Assignment: The full listing needs to be output exactly.
====================
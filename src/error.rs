use thiserror::Error;
use tomox::Side;

#[derive(Debug, Error)]
pub enum MmError {
    #[error("relayer error: {0}")]
    Tomox(#[from] tomox::TomoxError),

    #[error("configuration error: {0}")]
    Config(String),

    #[error("reference price unavailable for {0}")]
    PriceUnavailable(String),

    #[error("no free {side} price level within {attempts} steps; step size too coarse for the book")]
    LadderExhausted { side: Side, attempts: u32 },

    #[error("book too thin for a crossing trade: need level {needed}, have {asks} asks / {bids} bids")]
    BookTooThin { needed: usize, asks: usize, bids: usize },

    #[error("relayer returned {results} results for {orders} orders")]
    BatchMismatch { orders: usize, results: usize },

    #[error("arithmetic overflow: {0}")]
    Overflow(String),

    #[error("request error: {0}")]
    Request(#[from] reqwest::Error),

    #[error("json error: {0}")]
    Json(#[from] serde_json::Error),
}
====================
Answer:
filename src/error.rs
use thiserror::Error;
use tomox::Side;

#[derive(Debug, Error)]
pub enum MmError {
    #[error("relayer error: {0}")]
    Tomox(#[from] tomox::TomoxError),

    #[error("configuration error: {0}")]
    Config(String),

    #[error("reference price unavailable for {0}")]
    PriceUnavailable(String),

    #[error("no free {side} price level within {attempts} steps; step size too coarse for the book")]
    LadderExhausted { side: Side, attempts: u32 },

    #[error("book too thin for a crossing trade: need level {needed}, have {asks} asks / {bids} bids")]
    BookTooThin { needed: usize, asks: usize, bids: usize },

    #[error("relayer returned {results} results for {orders} orders")]
    BatchMismatch { orders: usize, results: usize },

    #[error("arithmetic overflow: {0}")]
    Overflow(String),

    #[error("request error: {0}")]
    Request(#[from] reqwest::Error),

    #[error("json error: {0}")]
    Json(#[from] serde_json::Error),
}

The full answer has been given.